Bigfish 5R,
I didn't see your post earlier. Would have been worthy of starting a new thread.
I recommend using a variant of the
round robin Dan Newberry's uses for charge weight, substituting seating depth changes for powder charge changes, to find the best depth. The old procedure was to do this with a starting load. You can see why by looking at the pressure vs. seating depth graph below. Seating a bullet either too long or too short raises pressure. By using a low recoil, low pressure load you eliminate a lot of barrel vibration influence, which is why light loads are often surprisingly accurate.

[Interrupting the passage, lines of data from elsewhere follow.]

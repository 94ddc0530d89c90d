//! Server-side lock arbitration
//!
//! - `state`: the per-lock state machine (holders, FIFO queue, wait set, lease)
//! - `greedy`: promotion policy, request windows and the server-wide epoch counter
//! - `manager`: the registry of live locks that applies state transitions

pub mod greedy;
pub mod manager;
pub mod state;

pub use greedy::{EpochCounter, GreedyPolicy, RequestTracker};
pub use manager::{LockSnapshot, ServerLockManager};
pub use state::{Effect, Holder, LockContext, LockTimer, ServerLock};
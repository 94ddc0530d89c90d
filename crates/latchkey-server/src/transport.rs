//! TCP transport for the lock server
//!
//! Every connection starts with HELLO and is answered with WELCOME. After the
//! handshake a reader loop feeds client messages into the
//! [`ServerLockManager`] while a writer task drains the session's outbound
//! channel, so lock transitions never wait on a socket.

use std::net::SocketAddr;
use std::sync::Arc;
use std::time::Duration;

use latchkey_api::{ClientMessage, MessageReader, MessageWriter, ServerMessage};
use latchkey_common::{NodeId, SessionId};
use tokio::net::tcp::{OwnedReadHalf, OwnedWriteHalf};
use tokio::net::{TcpListener, TcpStream};
use tokio::sync::mpsc;
use tracing::{debug, error, info, warn};

use crate::config::ServerConfig;
use crate::error::{Result, ServerError};
use crate::lock::ServerLockManager;
use crate::startup::ShutdownSignal;

const HANDSHAKE_TIMEOUT: Duration = Duration::from_secs(10);
const MIN_PRUNE_INTERVAL: Duration = Duration::from_secs(1);

/// A bound lock server, ready to accept client nodes.
pub struct LockServer {
    listener: TcpListener,
    manager: Arc<ServerLockManager>,
}

impl LockServer {
    pub async fn bind(config: &ServerConfig) -> Result<Self> {
        let listener = TcpListener::bind(config.listen_addr()).await?;
        Ok(Self {
            listener,
            manager: ServerLockManager::new(config),
        })
    }

    pub fn local_addr(&self) -> Result<SocketAddr> {
        Ok(self.listener.local_addr()?)
    }

    pub fn manager(&self) -> &Arc<ServerLockManager> {
        &self.manager
    }

    /// Accept connections until `shutdown` fires.
    pub async fn run(self, shutdown: ShutdownSignal) -> Result<()> {
        let mut stop = shutdown.subscribe();
        let mut prune = tokio::time::interval(
            self.manager.policy().window.max(MIN_PRUNE_INTERVAL),
        );
        prune.set_missed_tick_behavior(tokio::time::MissedTickBehavior::Delay);
        info!(addr = %self.local_addr()?, "Lock server listening");

        loop {
            tokio::select! {
                accepted = self.listener.accept() => match accepted {
                    Ok((stream, peer)) => {
                        tokio::spawn(handle_connection(stream, peer, self.manager.clone()));
                    }
                    Err(e) => error!("Failed to accept connection: {}", e),
                },
                _ = prune.tick() => {
                    self.manager.prune_request_windows();
                }
                _ = stop.recv() => {
                    info!("Lock server stopped accepting connections");
                    return Ok(());
                }
            }
        }
    }
}

async fn handshake(reader: &mut MessageReader<OwnedReadHalf>) -> Result<NodeId> {
    let hello = tokio::time::timeout(HANDSHAKE_TIMEOUT, reader.recv::<ClientMessage>())
        .await
        .map_err(|_| ServerError::Handshake("timed out waiting for HELLO".to_string()))??;
    match hello {
        Some(ClientMessage::Hello { node }) => Ok(node),
        Some(other) => Err(ServerError::Handshake(format!(
            "expected HELLO, got {}",
            other.kind()
        ))),
        None => Err(ServerError::Handshake(
            "connection closed before HELLO".to_string(),
        )),
    }
}

async fn handle_connection(stream: TcpStream, peer: SocketAddr, manager: Arc<ServerLockManager>) {
    if let Err(e) = stream.set_nodelay(true) {
        warn!(%peer, "Failed to set TCP_NODELAY: {}", e);
    }
    let (read_half, write_half) = stream.into_split();
    let mut reader = MessageReader::new(read_half);

    let node = match handshake(&mut reader).await {
        Ok(node) => node,
        Err(e) => {
            warn!(%peer, "Rejected connection: {}", e);
            return;
        }
    };

    let (tx, rx) = mpsc::unbounded_channel();
    let session = manager.connect_node(node, tx);
    let writer = tokio::spawn(write_loop(MessageWriter::new(write_half), rx, node, session));
    debug!(%peer, %node, %session, "Session established");

    loop {
        match reader.recv::<ClientMessage>().await {
            Ok(Some(message)) => manager.handle(node, session, message),
            Ok(None) => {
                info!(%node, %session, "Node closed the connection");
                break;
            }
            Err(e) => {
                error!(%node, %session, "Failed to read from node: {}", e);
                break;
            }
        }
    }

    manager.disconnect_node(node, session);
    writer.abort();
}

async fn write_loop(
    mut writer: MessageWriter<OwnedWriteHalf>,
    mut rx: mpsc::UnboundedReceiver<ServerMessage>,
    node: NodeId,
    session: SessionId,
) {
    while let Some(message) = rx.recv().await {
        if let Err(e) = writer.send(&message).await {
            error!(%node, %session, "Failed to send {}: {}", message.kind(), e);
            return;
        }
    }
    // The session was replaced or dropped
    let _ = writer.shutdown().await;
}
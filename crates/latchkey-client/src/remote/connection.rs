//! TCP connection lifecycle
//!
//! Establishes a single connection to the lock server and performs the
//! HELLO / WELCOME handshake.

use std::time::Duration;

use latchkey_api::{ClientMessage, MessageReader, MessageWriter, ServerMessage};
use latchkey_common::{NodeId, SessionId};
use tokio::net::TcpStream;
use tokio::net::tcp::{OwnedReadHalf, OwnedWriteHalf};
use tracing::debug;

use crate::error::{ClientError, Result};

/// An established, handshaken connection to the lock server.
pub struct Connection {
    reader: MessageReader<OwnedReadHalf>,
    writer: MessageWriter<OwnedWriteHalf>,
    session: SessionId,
}

impl Connection {
    /// Connect to `server_addr` and introduce this node.
    pub async fn connect(server_addr: &str, node: NodeId, timeout: Duration) -> Result<Self> {
        debug!(server_addr, %node, "Connecting to lock server");

        let stream = tokio::time::timeout(timeout, TcpStream::connect(server_addr))
            .await
            .map_err(|_| ClientError::Timeout)??;
        stream.set_nodelay(true)?;

        let (read_half, write_half) = stream.into_split();
        let mut reader = MessageReader::new(read_half);
        let mut writer = MessageWriter::new(write_half);

        writer.send(&ClientMessage::Hello { node }).await?;
        let reply = tokio::time::timeout(timeout, reader.recv::<ServerMessage>())
            .await
            .map_err(|_| ClientError::Timeout)??;

        let session = match reply {
            Some(ServerMessage::Welcome { session }) => session,
            Some(other) => {
                return Err(ClientError::Handshake(format!(
                    "expected WELCOME, got {}",
                    other.kind()
                )));
            }
            None => {
                return Err(ClientError::Handshake(
                    "connection closed during handshake".to_string(),
                ));
            }
        };
        debug!(%node, %session, "Handshake complete");

        Ok(Self {
            reader,
            writer,
            session,
        })
    }

    pub fn session(&self) -> SessionId {
        self.session
    }

    pub fn into_split(self) -> (MessageReader<OwnedReadHalf>, MessageWriter<OwnedWriteHalf>) {
        (self.reader, self.writer)
    }
}
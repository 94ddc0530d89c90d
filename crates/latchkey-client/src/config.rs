//! Client configuration

use std::time::Duration;

use latchkey_common::{DEFAULT_SERVER_PORT, NodeId};
use serde::Deserialize;

use crate::error::{ClientError, Result};

/// Configuration for a client node's lock manager and its server connection.
#[derive(Clone, Debug, Deserialize)]
#[serde(default)]
pub struct ClientConfig {
    /// Lock server address (`host:port`)
    pub server_addr: String,
    /// Node identity; a random id is chosen when unset
    pub node_id: Option<NodeId>,
    /// Number of client lock table shards
    pub shard_count: usize,
    pub connect_timeout_ms: u64,
    /// Initial reconnect delay, doubled after every failed attempt
    pub reconnect_backoff_ms: u64,
    pub max_reconnect_backoff_ms: u64,
    /// How long query responses and remote try-lock answers are awaited
    pub request_timeout_ms: u64,
    /// Lock GC interval; 0 disables the periodic collector
    pub gc_interval_ms: u64,
}

impl Default for ClientConfig {
    fn default() -> Self {
        Self {
            server_addr: format!("127.0.0.1:{}", DEFAULT_SERVER_PORT),
            node_id: None,
            shard_count: 64,
            connect_timeout_ms: 3000,
            reconnect_backoff_ms: 200,
            max_reconnect_backoff_ms: 5000,
            request_timeout_ms: 5000,
            gc_interval_ms: 10_000,
        }
    }
}

impl ClientConfig {
    pub fn new(server_addr: impl Into<String>) -> Self {
        Self {
            server_addr: server_addr.into(),
            ..Default::default()
        }
    }

    /// Parse a TOML document; missing keys keep their defaults.
    pub fn from_toml(content: &str) -> Result<Self> {
        toml::from_str(content).map_err(|e| ClientError::Config(e.to_string()))
    }

    pub fn with_node_id(mut self, node_id: NodeId) -> Self {
        self.node_id = Some(node_id);
        self
    }

    pub fn with_shard_count(mut self, shard_count: usize) -> Self {
        self.shard_count = shard_count.max(1);
        self
    }

    pub fn with_connect_timeout(mut self, timeout: Duration) -> Self {
        self.connect_timeout_ms = timeout.as_millis() as u64;
        self
    }

    pub fn with_reconnect_backoff(mut self, initial: Duration, max: Duration) -> Self {
        self.reconnect_backoff_ms = initial.as_millis() as u64;
        self.max_reconnect_backoff_ms = max.as_millis() as u64;
        self
    }

    pub fn with_request_timeout(mut self, timeout: Duration) -> Self {
        self.request_timeout_ms = timeout.as_millis() as u64;
        self
    }

    pub fn with_gc_interval(mut self, interval: Duration) -> Self {
        self.gc_interval_ms = interval.as_millis() as u64;
        self
    }

    /// The configured node id, or a freshly generated random one.
    pub fn resolve_node_id(&self) -> NodeId {
        self.node_id
            .unwrap_or_else(|| NodeId::new(rand::random::<u64>().max(1)))
    }

    pub fn connect_timeout(&self) -> Duration {
        Duration::from_millis(self.connect_timeout_ms)
    }

    pub fn request_timeout(&self) -> Duration {
        Duration::from_millis(self.request_timeout_ms)
    }

    pub fn gc_interval(&self) -> Option<Duration> {
        (self.gc_interval_ms > 0).then(|| Duration::from_millis(self.gc_interval_ms))
    }

    /// Reconnect delay for the given (zero-based) attempt.
    pub fn backoff(&self, attempt: u32) -> Duration {
        let factor = 1u64 << attempt.min(16);
        let millis = self
            .reconnect_backoff_ms
            .saturating_mul(factor)
            .min(self.max_reconnect_backoff_ms);
        Duration::from_millis(millis)
    }
}

#[cfg(test)]
mod tests {
    use super::*;

    #[test]
    fn test_default_config() {
        let config = ClientConfig::default();
        assert_eq!(config.server_addr, "127.0.0.1:9420");
        assert_eq!(config.shard_count, 64);
        assert!(config.node_id.is_none());
        assert_eq!(config.gc_interval(), Some(Duration::from_secs(10)));
    }

    #[test]
    fn test_builders() {
        let config = ClientConfig::new("10.0.0.1:7000")
            .with_node_id(NodeId::new(9))
            .with_shard_count(0)
            .with_gc_interval(Duration::ZERO);
        assert_eq!(config.server_addr, "10.0.0.1:7000");
        assert_eq!(config.resolve_node_id(), NodeId::new(9));
        assert_eq!(config.shard_count, 1);
        assert_eq!(config.gc_interval(), None);
    }

    #[test]
    fn test_from_toml() {
        let config = ClientConfig::from_toml(
            r#"
            server_addr = "lock.internal:9420"
            node_id = 77
            request_timeout_ms = 250
            "#,
        )
        .unwrap();
        assert_eq!(config.server_addr, "lock.internal:9420");
        assert_eq!(config.node_id, Some(NodeId::new(77)));
        assert_eq!(config.request_timeout(), Duration::from_millis(250));
        assert_eq!(config.shard_count, 64);

        assert!(ClientConfig::from_toml("shard_count = \"many\"").is_err());
    }

    #[test]
    fn test_backoff_is_capped() {
        let config = ClientConfig::default().with_reconnect_backoff(
            Duration::from_millis(100),
            Duration::from_millis(1000),
        );
        assert_eq!(config.backoff(0), Duration::from_millis(100));
        assert_eq!(config.backoff(2), Duration::from_millis(400));
        assert_eq!(config.backoff(10), Duration::from_millis(1000));
        assert_eq!(config.backoff(u32::MAX), Duration::from_millis(1000));
    }

    #[test]
    fn test_random_node_id_when_unset() {
        let config = ClientConfig::default();
        assert_ne!(config.resolve_node_id().as_u64(), 0);
    }
}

I am going to conduct some experiments with Trail Boss for this purpose later this summer, but loads of SR4759 or even Rocky's general purpose .30 cal catsneeze load of 9 or 10 grains of Unique should do fine. You want something that is still accurate enough to see the difference in the seating depth. Once you have a best seating depth established, work your real load up to a sweet spot with it. It is not uncommon for more than one seating depth sweet spot to be found. One out near the throat and one back nearer to one caliber into the case neck.
GMFWoodchuck,
I understand Weatherby has stopped using the long freebores in their chambers. It wasn't jamming they were supposed to prevent, but rather they were supposed to allow a delay before engraving the bullet in the lands began raising pressure. The idea was that this would allow more powder to be used and a higher final velocity to be achieved because of that. The problem is that it didn't really do that very effectively. The reason can be seen in the graph below. The left edge is pressure at contact with the throat, and as you seat deeper, you first see it drop, then rise again as the bullet gets very deep into the case. This plot was testing with a round nose bullet, and pointed bullets produce a sharper difference at the left, but you get the general idea.

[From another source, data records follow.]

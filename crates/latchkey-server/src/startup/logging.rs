//! File-based logging for the lock server.
//!
//! Besides the console, events are written to daily-rotated files:
//!
//! | Log File      | Component                          | Target Prefixes                          |
//! |---------------|------------------------------------|------------------------------------------|
//! | latchkey.log  | Root logger (all components)       | (all)                                    |
//! | lock.log      | Lock arbitration, leases, recalls  | latchkey_server::lock                    |
//! | remote.log    | Connections and node sessions      | latchkey_server::transport, ::session    |
//!
//! Log files are stored in `~/latchkey/logs` by default.
//! Override with `LATCHKEY_LOG_DIR` or `logging.dir` in the config file.

use std::path::PathBuf;

use tracing::Level;
use tracing_appender::non_blocking::WorkerGuard;
use tracing_appender::rolling::{RollingFileAppender, Rotation};
use tracing_subscriber::filter::{LevelFilter, Targets};
use tracing_subscriber::layer::SubscriberExt;
use tracing_subscriber::util::SubscriberInitExt;
use tracing_subscriber::{EnvFilter, Layer, Registry, fmt};

use crate::error::{Result, ServerError};

const ROOT_LOG_FILE: &str = "latchkey.log";

struct ComponentLogDef {
    file_name: &'static str,
    targets: &'static [&'static str],
}

/// Events are routed by their `tracing` target. The root file always
/// captures everything regardless of target.
const COMPONENT_LOGS: &[ComponentLogDef] = &[
    ComponentLogDef {
        file_name: "lock.log",
        targets: &["latchkey_server::lock"],
    },
    ComponentLogDef {
        file_name: "remote.log",
        targets: &[
            "latchkey_server::transport",
            "latchkey_server::session",
            "latchkey_api",
        ],
    },
];

/// Log rotation policy
#[derive(Debug, Clone, Copy)]
pub enum LogRotation {
    Daily,
    Hourly,
    Never,
}

impl From<LogRotation> for Rotation {
    fn from(rotation: LogRotation) -> Self {
        match rotation {
            LogRotation::Daily => Rotation::DAILY,
            LogRotation::Hourly => Rotation::HOURLY,
            LogRotation::Never => Rotation::NEVER,
        }
    }
}

#[derive(Debug, Clone)]
pub struct LoggingConfig {
    /// Base log directory (default: `~/latchkey/logs`)
    pub log_dir: PathBuf,
    pub console_output: bool,
    pub console_level: Level,
    pub file_logging: bool,
    pub file_level: Level,
    pub rotation: LogRotation,
}

fn default_log_dir() -> PathBuf {
    std::env::var("LATCHKEY_LOG_DIR")
        .map(PathBuf::from)
        .unwrap_or_else(|_| {
            let home = std::env::var("HOME").unwrap_or_else(|_| "/tmp".to_string());
            PathBuf::from(format!("{}/latchkey/logs", home))
        })
}

impl Default for LoggingConfig {
    fn default() -> Self {
        Self {
            log_dir: default_log_dir(),
            console_output: true,
            console_level: Level::INFO,
            file_logging: true,
            file_level: Level::INFO,
            rotation: LogRotation::Daily,
        }
    }
}

impl LoggingConfig {
    /// Create from application configuration.
    pub fn from_config(
        log_dir: Option<String>,
        console_output: bool,
        file_logging: bool,
        level: String,
    ) -> Self {
        let level = level.parse().unwrap_or(Level::INFO);
        Self {
            log_dir: log_dir.map(PathBuf::from).unwrap_or_else(default_log_dir),
            console_output,
            console_level: level,
            file_logging,
            file_level: level,
            rotation: LogRotation::Daily,
        }
    }
}

/// Keeps the non-blocking file writers alive; buffered output is flushed on drop.
pub struct LoggingGuard {
    _file_guards: Vec<WorkerGuard>,
}

/// Install the global subscriber: console plus root and component log files.
///
/// `RUST_LOG` takes precedence over the configured level for the console
/// and the root file. Component files capture everything from their targets.
pub fn init_logging(config: &LoggingConfig) -> Result<LoggingGuard> {
    if config.file_logging {
        std::fs::create_dir_all(&config.log_dir)?;
    }

    let mut guards: Vec<WorkerGuard> = Vec::new();
    let mut layers: Vec<Box<dyn Layer<Registry> + Send + Sync>> = Vec::new();

    if config.console_output {
        let filter = EnvFilter::try_from_default_env()
            .unwrap_or_else(|_| EnvFilter::new(config.console_level.to_string()));
        let console_layer = fmt::layer()
            .with_target(true)
            .with_thread_names(true)
            .with_filter(filter);
        layers.push(Box::new(console_layer));
    }

    if config.file_logging {
        let root_appender =
            RollingFileAppender::new(config.rotation.into(), &config.log_dir, ROOT_LOG_FILE);
        let (root_nb, root_guard) = tracing_appender::non_blocking(root_appender);
        guards.push(root_guard);

        let root_filter = EnvFilter::try_from_default_env()
            .unwrap_or_else(|_| EnvFilter::new(config.file_level.to_string()));
        let root_layer = fmt::layer()
            .with_writer(root_nb)
            .with_target(true)
            .with_thread_names(true)
            .with_file(true)
            .with_line_number(true)
            .with_ansi(false)
            .with_filter(root_filter);
        layers.push(Box::new(root_layer));

        for component in COMPONENT_LOGS {
            let appender = RollingFileAppender::new(
                config.rotation.into(),
                &config.log_dir,
                component.file_name,
            );
            let (nb, guard) = tracing_appender::non_blocking(appender);
            guards.push(guard);

            let mut targets = Targets::new();
            for target in component.targets {
                targets = targets.with_target(*target, LevelFilter::TRACE);
            }

            let layer = fmt::layer()
                .with_writer(nb)
                .with_target(true)
                .with_thread_names(true)
                .with_ansi(false)
                .with_filter(targets);
            layers.push(Box::new(layer));
        }
    }

    Registry::default()
        .with(layers)
        .try_init()
        .map_err(|e| ServerError::Logging(e.to_string()))?;

    if config.file_logging {
        tracing::info!(
            log_dir = %config.log_dir.display(),
            component_files = COMPONENT_LOGS.len(),
            "File logging initialized"
        );
    }

    Ok(LoggingGuard {
        _file_guards: guards,
    })
}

The cause of the pressure rise as the bullet approaches the lands is that the gas that normally bypasses a bullet after the case mouth opens and before the bullet plugs the bore reduces the rate of early pressure rise and thereby reduces peak pressure. But if you start with the bullet already at the lands, little gas bypasses it so early pressure rise is uninterrupted. If you seat the bullet too deeply, the space the powder starts burning in is reduced so much that it causes early pressure rise before the bullet moves far enough forward for the gas bypass to mitigate it. A freebore is usually only a couple thousandths over bullet diameter, so you can see that even just being in a freebore also greatly constricts gas bypass. I believe that's why the old long throat Weatherby's and the newer short throat ones don't realize much velocity and powder capacity difference.

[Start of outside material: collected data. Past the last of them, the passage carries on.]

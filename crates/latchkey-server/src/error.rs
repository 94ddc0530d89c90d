//! Server error types

use latchkey_api::CodecError;

#[derive(thiserror::Error, Debug)]
pub enum ServerError {
    #[error("configuration error: {0}")]
    Config(#[from] config::ConfigError),

    #[error("I/O error: {0}")]
    Io(#[from] std::io::Error),

    #[error("protocol error: {0}")]
    Codec(#[from] CodecError),

    #[error("handshake failed: {0}")]
    Handshake(String),

    #[error("logging setup failed: {0}")]
    Logging(String),
}

pub type Result<T> = std::result::Result<T, ServerError>;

You are probably surprised not to see a sharper pressure jump when the bullet is seated to touch the lands. Even though the higher static coefficient of friction is supposed to raise it there, and can with some bullet shapes or with those jammed really hard into the lands, most bullet ogives make a poor match to the taper of the leade in the rifling. This means that though the engraving force needed to start the bullet from stationary contact with the lands is greater than when the bullet makes contact in motion, the first few hundredths of engraving moves less bullet metal than when that leade is biting into the full diameter of the bullet bearing surface. So that pressure rise due to static coefficient of friction is less than is usually is assumed to be the case.